Imagine a world in which microbial populations are determined without needing to grow them on agar. Imagine being able to find organisms that we cannot culture in the lab. Imagine being able to pick up not just the healthy members of a community, but those that are injured as well. This is now a reality through a new technique known as 'Metagenomics'. The potential applications for this technique are limited only by the populations we can find, making it ideal for spoilage investigations, shelf life analyses and environmental monitoring (to name but a few!). It will also provide more information to the food manufacturer as the metagenomic “count” will be much more closely related to the mixture of species in the product. The following article aims to introduce the reader to this exciting new field of microbial analysis.

Technology and applications

Metagenomics is a technique that takes advantage of recent advances in DNA sequencing technology allowing huge numbers of different individual DNA sequences to be read at any one time. This means that the individual DNA sequences of a mixed bacterial population can be read directly from a single DNA extract of a food sample. The advantages of this are that previously uncultured organisms can be identified and little manipulation of is needed in order to produce data regarding the bacterial composition of that sample.

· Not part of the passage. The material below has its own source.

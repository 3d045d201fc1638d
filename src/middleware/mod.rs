//! HTTP middleware

pub mod request_id;

pub use request_id::{REQUEST_ID_HEADER, RequestId, request_id_middleware};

Currently if we wish to establish the bacterial types in a population present in a food (the microbiome), we would place dilutions of the food sample on different selective agar plates. The types of agar would be chosen by the microbiologist, according to what organisms they expected to be in the sample. This approach is very unstandardised and will introduce a bias into the results. Basically if an organism, however numerous in the sample, cannot grow on the agars chosen, they will never appear to the analyst and never be considered in any issue related to the food. This could result in an apparent invisibility of injured organisms, organisms that may affect quality or shelf life of products, or major spoilage groups simply because they cannot grow on the chosen agars.

The metagenomics approach reduces experimental biases that occur using the selective agar based approaches. Metagenomics worksbest for food samples which are expected to contain a mixed population of bacteria.